• Work required
Start with the first line of the material. Repeat each line exactly through the one that contains "wants to handle".

• Data to use
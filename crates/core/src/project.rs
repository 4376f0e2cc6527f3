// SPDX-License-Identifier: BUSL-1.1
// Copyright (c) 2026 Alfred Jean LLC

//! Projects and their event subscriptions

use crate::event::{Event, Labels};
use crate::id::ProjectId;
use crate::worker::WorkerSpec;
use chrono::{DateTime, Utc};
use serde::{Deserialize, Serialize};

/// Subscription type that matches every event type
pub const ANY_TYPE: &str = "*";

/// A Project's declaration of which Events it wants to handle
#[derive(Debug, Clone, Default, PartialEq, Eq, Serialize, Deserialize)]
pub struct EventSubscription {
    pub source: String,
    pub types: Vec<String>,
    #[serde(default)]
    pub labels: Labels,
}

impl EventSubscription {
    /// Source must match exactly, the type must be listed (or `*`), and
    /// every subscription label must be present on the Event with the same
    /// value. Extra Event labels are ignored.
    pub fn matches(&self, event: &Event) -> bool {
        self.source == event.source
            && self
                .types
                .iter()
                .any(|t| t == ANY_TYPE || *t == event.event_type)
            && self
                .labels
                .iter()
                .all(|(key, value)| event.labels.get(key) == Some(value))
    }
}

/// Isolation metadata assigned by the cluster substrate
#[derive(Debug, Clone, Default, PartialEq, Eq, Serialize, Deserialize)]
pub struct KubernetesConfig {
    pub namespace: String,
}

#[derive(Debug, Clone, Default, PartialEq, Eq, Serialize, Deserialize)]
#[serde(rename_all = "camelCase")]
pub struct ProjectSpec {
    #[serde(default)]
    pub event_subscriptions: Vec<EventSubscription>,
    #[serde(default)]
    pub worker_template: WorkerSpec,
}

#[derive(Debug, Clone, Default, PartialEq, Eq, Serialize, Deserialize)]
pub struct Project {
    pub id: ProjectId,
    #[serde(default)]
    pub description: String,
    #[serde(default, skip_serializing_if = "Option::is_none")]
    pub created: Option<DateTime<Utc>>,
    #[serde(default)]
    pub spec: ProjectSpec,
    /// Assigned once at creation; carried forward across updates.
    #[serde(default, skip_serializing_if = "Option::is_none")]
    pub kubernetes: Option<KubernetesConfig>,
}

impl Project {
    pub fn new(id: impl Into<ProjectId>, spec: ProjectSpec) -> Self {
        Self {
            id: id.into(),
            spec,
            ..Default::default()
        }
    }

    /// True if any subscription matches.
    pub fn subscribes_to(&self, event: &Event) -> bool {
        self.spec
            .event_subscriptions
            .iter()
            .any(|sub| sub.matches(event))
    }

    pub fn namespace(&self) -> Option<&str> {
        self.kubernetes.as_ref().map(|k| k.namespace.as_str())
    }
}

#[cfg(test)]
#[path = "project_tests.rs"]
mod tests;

• Task response
filename crates/core/src/project.rs
repository 4376f0e2cc6527f3
// SPDX-License-Identifier: BUSL-1.1
// Copyright (c) 2026 Alfred Jean LLC

//! Projects and their event subscriptions

use crate::event::{Event, Labels};
use crate::id::ProjectId;
use crate::worker::WorkerSpec;
use chrono::{DateTime, Utc};
use serde::{Deserialize, Serialize};

/// Subscription type that matches every event type
pub const ANY_TYPE: &str = "*";

/// A Project's declaration of which Events it wants to handle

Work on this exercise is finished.